A draft text of the agreement was reportedly leaked to RTE, Ireland’s public broadcaster. According to the draft, the UK conceded to the EU that there would be “no divergence from those rules of the internal market and the customs union which, now or in the future, support North South cooperation and the protection of the Good Friday agreement.”

While it wasn’t crystal clear what the text meant by “no divergence” between Ireland and Northern Ireland, some suggested it could mean that Northern Ireland gets a special Brexit deal in which it can remain in the single market and the customs union, while the rest of the UK leaves.

What does this mean for Scotland and London?

The Brexit vote highlighted deep divisions within the UK. While England and Wales voted overwhelming to exit the EU, Scotland and Northern Ireland voted to remain. Crucially, the UK’s capital London had also voted to remain. A point London Mayor Sadiq Khan was keen to stress.

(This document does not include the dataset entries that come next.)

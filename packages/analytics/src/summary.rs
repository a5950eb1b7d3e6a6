//! Whole-dataset summary statistics.

use std::collections::BTreeSet;

use flood_risk_analytics_models::{ColumnStats, DatasetSummary};
use flood_risk_dataset_models::DailyObservation;

use crate::AnalyticsError;

/// Computes summary statistics over every row.
///
/// # Errors
///
/// Returns [`AnalyticsError::EmptyDataset`] if `rows` is empty.
pub fn summarize(rows: &[DailyObservation]) -> Result<DatasetSummary, AnalyticsError> {
    let (Some(first), Some(last)) = (
        rows.iter().map(|r| r.date).min(),
        rows.iter().map(|r| r.date).max(),
    ) else {
        return Err(AnalyticsError::EmptyDataset);
    };

    let neighborhoods = rows
        .iter()
        .map(|r| r.neighborhood.as_str())
        .collect::<BTreeSet<_>>()
        .len();
    let days = rows.iter().map(|r| r.date).collect::<BTreeSet<_>>().len();
    let total_occurrences: u64 = rows.iter().map(|r| u64::from(r.occurrences)).sum();

    #[allow(clippy::cast_precision_loss)]
    let count = rows.len() as f64;
    #[allow(clippy::cast_precision_loss)]
    let mean_occurrences = total_occurrences as f64 / count;

    let rainfall: Vec<f64> = rows.iter().map(|r| r.rainfall_mm).collect();
    let tide: Vec<f64> = rows.iter().map(|r| r.tide_m).collect();

    Ok(DatasetSummary {
        rows: rows.len(),
        neighborhoods,
        days,
        first_date: first,
        last_date: last,
        total_occurrences,
        mean_occurrences,
        rainfall_mm: column_stats(&rainfall),
        tide_m: column_stats(&tide),
        mean_vulnerability: rows.iter().map(|r| r.vulnerability).sum::<f64>() / count,
    })
}

/// Mean, sample standard deviation, min, and max of a non-empty slice.
#[must_use]
pub fn column_stats(values: &[f64]) -> ColumnStats {
    #[allow(clippy::cast_precision_loss)]
    let n = values.len() as f64;
    let mean = values.iter().sum::<f64>() / n;
    let std_dev = if values.len() > 1 {
        let squares: f64 = values.iter().map(|v| (v - mean).powi(2)).sum();
        (squares / (n - 1.0)).sqrt()
    } else {
        0.0
    };
    ColumnStats {
        mean,
        std_dev,
        min: values.iter().copied().fold(f64::INFINITY, f64::min),
        max: values.iter().copied().fold(f64::NEG_INFINITY, f64::max),
    }
}

#[cfg(test)]
mod tests {
    use super::*;
    use chrono::NaiveDate;
    use flood_risk_neighborhood::find_neighborhood;

    fn row(day: u32, name: &str, rain: f64, tide: f64, occurrences: u32) -> DailyObservation {
        let n = find_neighborhood(name).unwrap();
        DailyObservation::new(
            NaiveDate::from_ymd_opt(2024, 5, day).unwrap(),
            &n,
            (n.lat, n.lon),
            rain,
            tide,
            occurrences,
        )
    }

    #[test]
    fn empty_dataset_is_an_error() {
        assert!(matches!(summarize(&[]), Err(AnalyticsError::EmptyDataset)));
    }

    #[test]
    fn summarizes_rows() {
        let rows = vec![
            row(1, "Torre", 10.0, 1.0, 2),
            row(1, "Pina", 20.0, 1.5, 0),
            row(3, "Torre", 30.0, 2.0, 4),
        ];
        let summary = summarize(&rows).unwrap();
        assert_eq!(summary.rows, 3);
        assert_eq!(summary.neighborhoods, 2);
        assert_eq!(summary.days, 2);
        assert_eq!(summary.first_date, NaiveDate::from_ymd_opt(2024, 5, 1).unwrap());
        assert_eq!(summary.last_date, NaiveDate::from_ymd_opt(2024, 5, 3).unwrap());
        assert_eq!(summary.total_occurrences, 6);
        assert!((summary.mean_occurrences - 2.0).abs() < 1e-12);
        assert!((summary.rainfall_mm.mean - 20.0).abs() < 1e-12);
        assert!((summary.rainfall_mm.std_dev - 10.0).abs() < 1e-12);
        assert_eq!(summary.rainfall_mm.max, 30.0);
        assert_eq!(summary.tide_m.min, 1.0);
        assert!((summary.mean_vulnerability - (0.42 + 0.68 + 0.42) / 3.0).abs() < 1e-12);
    }

    #[test]
    fn single_value_has_zero_spread() {
        let stats = column_stats(&[4.2]);
        assert_eq!(stats.std_dev, 0.0);
        assert_eq!(stats.min, 4.2);
        assert_eq!(stats.max, 4.2);
    }
}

First minister Nicola Sturgeon also took to Twitter to make her case that Scotland should also be allowed to remain in the single market.

How did Northern Ireland respond?

Unionists in Northern Ireland were not pleased with the leaked draft text of the deal. Democratic Unionist Party leader Arlene Foster said: “”Northern Ireland must leave the EU on the same terms as the rest of the UK. We will not accept any terms that separate Northern Ireland economically or politically from the UK.”

Foster accused Ireland of “trying to change terms of Belfast agreement without our input or consent.”

What does this mean for Brexit?

In a rather awkward press conference May and Jean-Claude Juncker, the head of the European Commission, had to concede that they couldn’t come to a deal yesterday. The intervention by the DUP has widely been seen as the reason why a deal couldn’t be reached.

“Despite our best efforts and the significant process we and our teams have made in the past days on the remaining withdrawal issues, it was not possible to reach a complete agreement today,” Juncker said during a joint press conference with May. The UK prime minister added: “We will reconvene before the end of the week and I am also confident that we will conclude this positively.”

May is under pressure to get a deal on the border before European leaders meet on Dec. 14 to decide whether to start talks on a post-Brexit trade. For now, however, it’s back to the drawing board.